| Task goal |
Below are entries; output exactly the lines from the one with "Ok(caps.pid()?.set_pid(kind, axis, *pid)?))?;" to the one with "each_set(axes, lane, |axis, value|", both included, and nothing else.

[Dataset excerpts — start]

#[cfg(all(test, feature = "mock"))]
mod tests {
    use super::*;
    use crate::batch::BatchEngine;
    use crate::capabilities::Capability;
    use crate::mock::MockController;
    use crate::registry::{RangeSpec, SubDeviceLayout, SubDeviceRegistry};

    fn registry(b_caps: impl FnOnce(CapabilitySet) -> CapabilitySet) -> (
        SubDeviceRegistry,
        Arc<MockController>,
        Arc<MockController>,
    ) {
        let mut registry = SubDeviceRegistry::configure(
            6,
            SubDeviceLayout::Explicit(vec![
                RangeSpec::new("A", (0, 2), (0, 2)),
                RangeSpec::new("B", (3, 5), (0, 2)),
            ]),
        )
        .unwrap();
        let a = Arc::new(MockController::new(3));
        let b = Arc::new(MockController::new(3));
        a.set_encoder_stamp(10.0);
        b.set_encoder_stamp(20.0);
        registry
            .attach("A", CapabilitySet::from_device(a.clone()))
            .unwrap();
        registry
            .attach("B", b_caps(CapabilitySet::from_device(b.clone())))
            .unwrap();
        (registry, a, b)
    }

    #[test]
    fn test_publishes_core_and_extended() {
        let (registry, a, b) = registry(|c| c);
        a.set_encoder_values(&[1.0, 2.0, 3.0]);
        b.set_encoder_values(&[4.0, 5.0, 6.0]);
        let batch = BatchEngine::for_registry(&registry);
        let view = BoardView::new(&registry, &batch, None);
        let latest = Arc::new(LatestState::new());
        let mut cycle = AggregationCycle::new(6, true, DEFAULT_BACKLOG_WARNING);
        cycle.set_publisher(latest.clone());

        let CycleOutcome::Published(stamp) = cycle.run(&view, 0) else {
            panic!("cycle skipped");
        };
        assert_eq!(stamp.sequence, 1);
        assert_eq!(stamp.time, 15.0);
        let (positions, core_stamp) = latest.state().unwrap();
        assert_eq!(positions, vec![1.0, 2.0, 3.0, 4.0, 5.0, 6.0]);
        assert_eq!(core_stamp, stamp);
        let snapshot = latest.snapshot().unwrap();
        assert!(snapshot.control_mode.valid);
        assert_eq!(snapshot.control_mode.values[4], ControlMode::POSITION);
    }

    #[test]
    fn test_missing_motor_encoders_only_clears_that_field() {
        let (registry, _, _) = registry(|c| c.without(Capability::MotorEncoders));
        let batch = BatchEngine::for_registry(&registry);
        let view = BoardView::new(&registry, &batch, None);
        let latest = Arc::new(LatestState::new());
        let mut cycle = AggregationCycle::new(6, true, DEFAULT_BACKLOG_WARNING);
        cycle.set_publisher(latest.clone());
        assert!(matches!(cycle.run(&view, 0), CycleOutcome::Published(_)));

        let snapshot = latest.snapshot().unwrap();
        assert!(!snapshot.motor_position.valid);
        assert!(!snapshot.motor_velocity.valid);
        assert!(snapshot.position.valid);
        assert!(snapshot.velocity.valid);
        assert!(snapshot.torque.valid);
        assert!(snapshot.current.valid);
    }

    #[test]
    fn test_failed_read_keeps_previous_values() {
        let (registry, a, _) = registry(|c| c);
        let batch = BatchEngine::for_registry(&registry);
        let view = BoardView::new(&registry, &batch, None);
        let mut cycle = AggregationCycle::new(6, true, DEFAULT_BACKLOG_WARNING);
        a.set_encoder_values(&[7.0, 8.0, 9.0]);
        cycle.run(&view, 0);
        a.fail(Capability::Encoders);
        a.set_encoder_values(&[0.0, 0.0, 0.0]);
        cycle.run(&view, 0);
        let position = &cycle.snapshot().position;
        assert!(!position.valid);
        assert_eq!(&position.values[..3], &[7.0, 8.0, 9.0]);
    }

    #[test]
    fn test_idempotent_without_change() {
        let (registry, _, _) = registry(|c| c);
        let batch = BatchEngine::for_registry(&registry);
        let view = BoardView::new(&registry, &batch, None);
        let mut cycle = AggregationCycle::new(6, true, DEFAULT_BACKLOG_WARNING);
        cycle.run(&view, 0);
        let first = cycle.snapshot().clone();
        cycle.run(&view, 0);
        let second = cycle.snapshot().clone();
        assert_eq!(second.stamp.sequence, first.stamp.sequence + 1);
        assert_eq!(
            StateSnapshot {
                stamp: Stamp::default(),
                ..first
            },
            StateSnapshot {
                stamp: Stamp::default(),
                ..second
            }
        );
    }

    #[test]
    fn test_skipped_until_attached() {
        let (mut registry, _, _) = registry(|c| c);
        registry.detach("B").unwrap();
        let batch = BatchEngine::for_registry(&registry);
        let view = BoardView::new(&registry, &batch, None);
        let latest = Arc::new(LatestState::new());
        let mut cycle = AggregationCycle::new(6, false, DEFAULT_BACKLOG_WARNING);
        cycle.set_publisher(latest.clone());
        assert_eq!(cycle.run(&view, 0), CycleOutcome::Skipped);
        assert!(latest.state().is_none());
    }

    #[test]
    fn test_watchdog_counts_consecutive_overruns() {
        let mut dog = BacklogWatchdog::new(20);
        assert!(!dog.check(20));
        assert!(dog.check(21));
        assert!(dog.check(30));
        assert_eq!(dog.consecutive, 2);
        assert!(!dog.check(0));
        assert_eq!(dog.consecutive, 0);
    }

    #[test]
    fn test_bridge_gets_names_from_axis_info() {
        struct Capture(Arc<Mutex<Vec<JointStateRecord>>>);
        impl JointStateBridge for Capture {
            fn publish(&mut self, record: &JointStateRecord) {
                self.0.lock().unwrap().push(record.clone());
            }
        }

        let (registry, a, _) = registry(|c| c.without(Capability::AxisInfo));
        a.set_axis_name(1, "elbow");
        let batch = BatchEngine::for_registry(&registry);
        let view = BoardView::new(&registry, &batch, None);
        let sent = Arc::new(Mutex::new(Vec::new()));
        let mut cycle = AggregationCycle::new(6, false, DEFAULT_BACKLOG_WARNING);
        cycle.set_bridge(Box::new(Capture(sent.clone())));
        cycle.run(&view, 0);
        let records = sent.lock().unwrap();
        assert_eq!(
            records[0].names,
            vec!["axis0", "elbow", "axis2", "joint3", "joint4", "joint5"]
        );
        assert_eq!(records[0].stamp, 15.0);
    }
}
//! PID interface: `[opcode, pid, action, kind, args..]`.

use super::grammar::{each_get, each_set, numbers, reply, selector};
use super::tags::{self, Family, Scope, GET};
use super::{Args, Value};
use crate::board::{BoardView, JointSelector};
use crate::error::{CallError, CallResult, ProtocolError};
use crate::types::{Pid, PidKind};
use crate::Tag;

#[derive(Debug, Clone, Copy, PartialEq, Eq)]
pub enum PidQuantity {
    Reference,
    ErrorLimit,
    Error,
    Output,
}

const QUANTITIES: [(Family, PidQuantity, bool); 4] = [
    (tags::PID_REFERENCE, PidQuantity::Reference, true),
    (tags::PID_ERROR_LIMIT, PidQuantity::ErrorLimit, true),
    (tags::PID_ERROR, PidQuantity::Error, false),
    (tags::PID_OUTPUT, PidQuantity::Output, false),
];

#[derive(Debug, Clone, PartialEq)]
pub enum PidCall {
    GetParams(JointSelector),
    SetParams(JointSelector, Vec<Pid>),
    Read(PidQuantity, JointSelector),
    Write(PidQuantity, JointSelector, Vec<f64>),
    SetOffset(i64, f64),
    Enable(i64),
    Disable(i64),
    Reset(i64),
    IsEnabled(i64),
}

#[derive(Debug, Clone, PartialEq)]
pub struct PidCommand {
    pub kind: PidKind,
    pub call: PidCall,
}

pub fn parse(
    opcode: Tag,
    action: Tag,
    args: &Args<'_>,
    at: usize,
) -> Result<PidCommand, ProtocolError> {
    let kind = PidKind::from_tag(args.tag(at)?).ok_or(ProtocolError::shape(at, "a PID kind"))?;
    let call = parse_call(opcode, action, args, at + 1)?;
    Ok(PidCommand { kind, call })
}

fn parse_call(opcode: Tag, action: Tag, args: &Args<'_>, at: usize) -> Result<PidCall, ProtocolError> {
    let get = opcode == GET;
    if let Some(scope) = tags::PID_PARAMS.scope(action) {
        let (target, next) = selector(scope, args, at)?;
        return if get {
            Ok(PidCall::GetParams(target))
        } else {
            Ok(PidCall::SetParams(target, records(scope, args, next)?))
        };
    }
    for (family, quantity, writable) in QUANTITIES {
        if let Some(scope) = family.scope(action) {
            let (target, next) = selector(scope, args, at)?;
            if get {
                return Ok(PidCall::Read(quantity, target));
            }
            if writable {
                return Ok(PidCall::Write(quantity, target, numbers(scope, args, next)?));
            }
        }
    }
    match (action, get) {
        (a, false) if a == tags::PID_OFFSET => {
            Ok(PidCall::SetOffset(args.joint(at)?, args.float(at + 1)?))
        }
        (a, false) if a == tags::PID_ENABLE => Ok(PidCall::Enable(args.joint(at)?)),
        (a, false) if a == tags::PID_DISABLE => Ok(PidCall::Disable(args.joint(at)?)),
        (a, false) if a == tags::PID_RESET => Ok(PidCall::Reset(args.joint(at)?)),
        (a, true) if a == tags::PID_ENABLED => Ok(PidCall::IsEnabled(args.joint(at)?)),
        _ => Err(ProtocolError::UnknownAction {
            scope: opcode,
            action,
        }),
    }
}

fn record(items: &[Value], at: usize) -> Result<Pid, ProtocolError> {
    items
        .iter()
        .map(Value::as_float)
        .collect::<Option<Vec<f64>>>()
        .and_then(|values| Pid::from_values(&values))
        .ok_or(ProtocolError::shape(at, "a 10-field PID record"))
}

/// One record for a single joint, a list of records otherwise.
fn records(scope: Scope, args: &Args<'_>, at: usize) -> Result<Vec<Pid>, ProtocolError> {
    let items = args.list(at)?;
    match scope {
        Scope::One => Ok(vec![record(items, at)?]),
        Scope::All | Scope::Group => items
            .iter()
            .map(|item| {
                item.as_list()
                    .ok_or(ProtocolError::shape(at, "a list of PID records"))
                    .and_then(|fields| record(fields, at))
            })
            .collect(),
    }
}

/// Every joint of `target`, each resolved through the registry so a bad
/// index fails before any subdevice is touched.
fn joints_of(view: &BoardView<'_>, target: &JointSelector) -> CallResult<Vec<i64>> {
    let joints: Vec<i64> = match target {
        JointSelector::One(joint) => vec![*joint],
        JointSelector::List(joints) => joints.clone(),
        JointSelector::All => (0..view.joints() as i64).collect(),
    };
    for joint in &joints {
        view.registry().lookup(*joint)?;
    }
    Ok(joints)
}

impl PidCommand {
    pub fn execute(&self, view: &BoardView<'_>, out: &mut Vec<Value>) -> CallResult<()> {
        let kind = self.kind;
        match &self.call {
            PidCall::GetParams(target) => {
                let mut pids = Vec::new();
                for joint in joints_of(view, target)? {
                    pids.push(view.on_joint(joint, |caps, axis| Ok(caps.pid()?.pid(kind, axis)?))?);
                }
                out.push(reply(target, pids, |p| Value::floats(&p.to_values())));
            }
            PidCall::SetParams(target, pids) => {
                let joints = joints_of(view, target)?;
                if joints.len() != pids.len() {
                    return Err(CallError::LengthMismatch {
                        joints: joints.len(),
                        values: pids.len(),
                    });
                }
                for (joint, pid) in joints.into_iter().zip(pids) {
                    view.on_joint(joint, |caps, axis| Ok(caps.pid()?.set_pid(kind, axis, *pid)?))?;
                }
            }
            PidCall::Read(quantity, target) => {
                let quantity = *quantity;
                let values = view.read(target, |caps, axes, lane: &mut [f64]| {
                    let pid = caps.pid()?;
                    each_get(axes, lane, |axis| match quantity {
                        PidQuantity::Reference => pid.reference(kind, axis),
                        PidQuantity::ErrorLimit => pid.error_limit(kind, axis),
                        PidQuantity::Error => pid.error(kind, axis),
                        PidQuantity::Output => pid.output(kind, axis),
                    })
                })?;
                out.push(reply(target, values, Value::Float));
            }
            PidCall::Write(quantity, target, values) => {
                let quantity = *quantity;
                view.write(target, values, |caps, axes, lane| {
                    let pid = caps.pid()?;
                    each_set(axes, lane, |axis, value| match quantity {
                        PidQuantity::ErrorLimit => pid.set_error_limit(kind, axis, value),
                        _ => pid.set_reference(kind, axis, value),
                    })
                })?;
            }
            PidCall::SetOffset(joint, value) => view.on_joint(*joint, |caps, axis| {
                Ok(caps.pid()?.set_offset(kind, axis, *value)?)
            })?,
            PidCall::Enable(joint) => {
                view.on_joint(*joint, |caps, axis| Ok(caps.pid()?.enable_pid(kind, axis)?))?
            }
            PidCall::Disable(joint) => {
                view.on_joint(*joint, |caps, axis| Ok(caps.pid()?.disable_pid(kind, axis)?))?
            }
            PidCall::Reset(joint) => {
                view.on_joint(*joint, |caps, axis| Ok(caps.pid()?.reset_pid(kind, axis)?))?
            }
            PidCall::IsEnabled(joint) => {
                let enabled = view.on_joint(*joint, |caps, axis| {
                    Ok(caps.pid()?.is_pid_enabled(kind, axis)?)
                })?;
                out.push(Value::from(enabled));
            }
        }
        Ok(())
    }
}

#[cfg(test)]
mod tests {
    use super::*;

    fn request(items: Vec<Value>) -> Vec<Value> {
        let mut full = vec![
            Value::Tag(tags::SET),
            Value::Tag(tags::PID),
            Value::Tag(Tag::new("pid")),
        ];
        full.extend(items);
        full
    }

    #[test]
    fn test_record_must_have_ten_fields() {
        let nine = Value::floats(&[1.0; 9]);
        let items = request(vec![Value::Tag(Tag::new("pidp")), Value::Int(0), nine]);
        let err = parse(tags::SET, Tag::new("pid"), &Args::new(&items), 3).unwrap_err();
        assert!(matches!(err, ProtocolError::Shape { position: 5, .. }));

        let ten = Value::floats(&[1.0; 10]);
        let items = request(vec![Value::Tag(Tag::new("pidv")), Value::Int(2), ten]);
        let cmd = parse(tags::SET, Tag::new("pid"), &Args::new(&items), 3).unwrap();
        assert_eq!(cmd.kind, PidKind::Velocity);
        assert!(matches!(cmd.call, PidCall::SetParams(JointSelector::One(2), ref p) if p.len() == 1));
    }

    #[test]
    fn test_unknown_kind_is_shape_error() {
        let items = request(vec![Value::Tag(Tag::new("pidx")), Value::Int(0)]);
        assert!(matches!(
            parse(tags::GET, Tag::new("pid"), &Args::new(&items), 3),
            Err(ProtocolError::Shape { position: 3, .. })
        ));
    }

    #[test]
    fn test_measured_quantities_are_read_only() {
        let items = request(vec![Value::Tag(Tag::new("pidp")), Value::Int(0), Value::Float(1.0)]);
        assert!(matches!(
            parse(tags::SET, Tag::new("out"), &Args::new(&items), 3),
            Err(ProtocolError::UnknownAction { .. })
        ));
    }
}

[Dataset excerpts — finish]

| Written response |
                    view.on_joint(joint, |caps, axis| Ok(caps.pid()?.set_pid(kind, axis, *pid)?))?;
                }
            }
            PidCall::Read(quantity, target) => {
                let quantity = *quantity;
                let values = view.read(target, |caps, axes, lane: &mut [f64]| {
                    let pid = caps.pid()?;
                    each_get(axes, lane, |axis| match quantity {
                        PidQuantity::Reference => pid.reference(kind, axis),
                        PidQuantity::ErrorLimit => pid.error_limit(kind, axis),
                        PidQuantity::Error => pid.error(kind, axis),
                        PidQuantity::Output => pid.output(kind, axis),
                    })
                })?;
                out.push(reply(target, values, Value::Float));
            }
            PidCall::Write(quantity, target, values) => {
                let quantity = *quantity;
                view.write(target, values, |caps, axes, lane| {
                    let pid = caps.pid()?;
                    each_set(axes, lane, |axis, value| match quantity {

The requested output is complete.